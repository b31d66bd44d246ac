use shared::error::{require_nonzero, ConfigError};
use shared::ZoneGrid;
use std::net::SocketAddr;
use std::path::PathBuf;
use std::time::Duration;

#[derive(Debug, Clone)]
pub struct CoordinatorConfig {
    pub bind_addr: SocketAddr,
    pub grid: ZoneGrid,
    /// Servers silent for longer than this are evicted.
    pub heartbeat_timeout: Duration,
    pub sweep_interval: Duration,
    pub mailbox_capacity: usize,
    /// Snapshot file; `None` keeps state in memory only.
    pub snapshot_path: Option<PathBuf>,
}

impl Default for CoordinatorConfig {
    fn default() -> Self {
        Self {
            bind_addr: SocketAddr::from(([127, 0, 0, 1], 7000)),
            grid: ZoneGrid::default(),
            heartbeat_timeout: Duration::from_secs(120),
            sweep_interval: Duration::from_secs(10),
            mailbox_capacity: 1024,
            snapshot_path: None,
        }
    }
}

impl CoordinatorConfig {
    pub fn validate(self) -> Result<Self, ConfigError> {
        require_nonzero("heartbeat_timeout", self.heartbeat_timeout)?;
        require_nonzero("sweep_interval", self.sweep_interval)?;
        if self.sweep_interval > self.heartbeat_timeout {
            return Err(ConfigError::invalid(
                "sweep_interval",
                "must not exceed heartbeat_timeout",
            ));
        }
        if self.mailbox_capacity == 0 {
            return Err(ConfigError::invalid(
                "mailbox_capacity",
                "must be greater than zero",
            ));
        }
        Ok(self)
    }
}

--- Instructions to follow ---
Repeat the entries exactly as they appear.

--- Exercise answer ---
repository b31d66bd44d246ac
use shared::error::{require_nonzero, ConfigError};
use shared::ZoneGrid;
use std::net::SocketAddr;
use std::path::PathBuf;
use std::time::Duration;

#[derive(Debug, Clone)]
pub struct CoordinatorConfig {
    pub bind_addr: SocketAddr,
    pub grid: ZoneGrid,
    /// Servers silent for longer than this are evicted.
    pub heartbeat_timeout: Duration,
    pub sweep_interval: Duration,
    pub mailbox_capacity: usize,
    /// Snapshot file; `None` keeps state in memory only.
    pub snapshot_path: Option<PathBuf>,
}

impl Default for CoordinatorConfig {
    fn default() -> Self {
        Self {
            bind_addr: SocketAddr::from(([127, 0, 0, 1], 7000)),
            grid: ZoneGrid::default(),
            heartbeat_timeout: Duration::from_secs(120),
            sweep_interval: Duration::from_secs(10),
            mailbox_capacity: 1024,
            snapshot_path: None,
        }
    }
}

impl CoordinatorConfig {
    pub fn validate(self) -> Result<Self, ConfigError> {
        require_nonzero("heartbeat_timeout", self.heartbeat_timeout)?;
        require_nonzero("sweep_interval", self.sweep_interval)?;
        if self.sweep_interval > self.heartbeat_timeout {
            return Err(ConfigError::invalid(
                "sweep_interval",
                "must not exceed heartbeat_timeout",
            ));
        }
        if self.mailbox_capacity == 0 {
            return Err(ConfigError::invalid(
                "mailbox_capacity",
                "must be greater than zero",
            ));
        }
        Ok(self)
    }
}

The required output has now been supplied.